The creature set its flaming hands to the table, and
licks of red and yellow fire started spitting out from the sides and spilled up
into the trees.

James knew that the grass table was for him and that
he was going to the flames and that Kitaman would feast upon him.

James’s body felt stiff and he tried to scream, but only
a harsh whisper came out of his mouth.

Then he managed to wriggle out of his father’s grasp.
Ithacus raised his hands and then reached them both out to his son. He looked
at his son’s wide-open eyes as they looked about this way and that, first at
the dancing men, then at the fire, then at Kitaman, then at Ithacus. But little
James didn’t look his father in the eyes.

“You must not fear!” his father shouted over the drums
and over the flute and over the singing of the terrible song. “You must not
fear!”

But little James looked at the fire and the big monster
and saw teeth and eyes glitter in the firelight and heard the old man voices
singing the terrible song.

“Skin from blood and blood from bone!”

His father reached out to grab him, but little James
was quick and he spun and ducked and left before his father could turn. Little James
Falk was wailing and tearing off down the path, disappearing from the light.
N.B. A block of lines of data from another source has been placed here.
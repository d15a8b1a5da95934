//! Credential lookup seam
//!
//! The authenticator only needs to find one record by email. Persistence
//! lives elsewhere (see the `portal-db` crate); this trait keeps the
//! authenticator independent of the ORM.

use async_trait::async_trait;
use thiserror::Error;

/// Stored identity and password hash
#[derive(Debug, Clone, PartialEq, Eq)]
pub struct CredentialRecord {
    /// Patient ID (opaque)
    pub id: String,
    /// Unique email
    pub email: String,
    /// Argon2id PHC hash
    pub password_hash: String,
}

#[derive(Debug, Error)]
pub enum StoreError {
    /// The backing store failed or could not be reached
    #[error("Credential store unavailable: {0}")]
    Unavailable(String),
}

#[async_trait]
pub trait CredentialStore: Send + Sync {
    /// Find the single record with this email, if any
    async fn find_by_email(&self, email: &str) -> Result<Option<CredentialRecord>, StoreError>;
}
//! API Middleware
//!
//! Session checks for protected API endpoints and page routes.

pub mod auth;

pub use auth::{extract_token, redirect_unauthenticated, require_auth, SessionState};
“No! No! No! No!” James was shouting into the night.

His father stood staring a long while as the men began
to notice the object of their ceremony was missing. Yellow stopped singing, and
then the drumming stopped. He looked at the others; Blue started to smile and
giggle. It wasn’t the first time he had seen a little boy run off into the
forest, afraid to become a man. But Yellow fiercely shushed him and waved his
arms and pointed to the boy’s father. Blue put his hand over his mouth, but his
eyes still smiled.

Ithacus looked down the path, waiting, waiting for his
son to return. The fires on the ends of the arms of the cat-beast dwindled, and
then the long arms folded and broke in the middle and dropped to the ground.
The beast collapsed in a slow way, and two human hands reached up and took away
the face and antlers, and Old Magic Woman stepped out of the shaman trappings
she wore and walked to Ithacus’s side.

She looked into the darkness with him for little James.
“Another day, maybe, another day.”

Ithacus looked at the ground, watching as the flames
made their shadows dance in the cold, black night.

“Another day,” he said.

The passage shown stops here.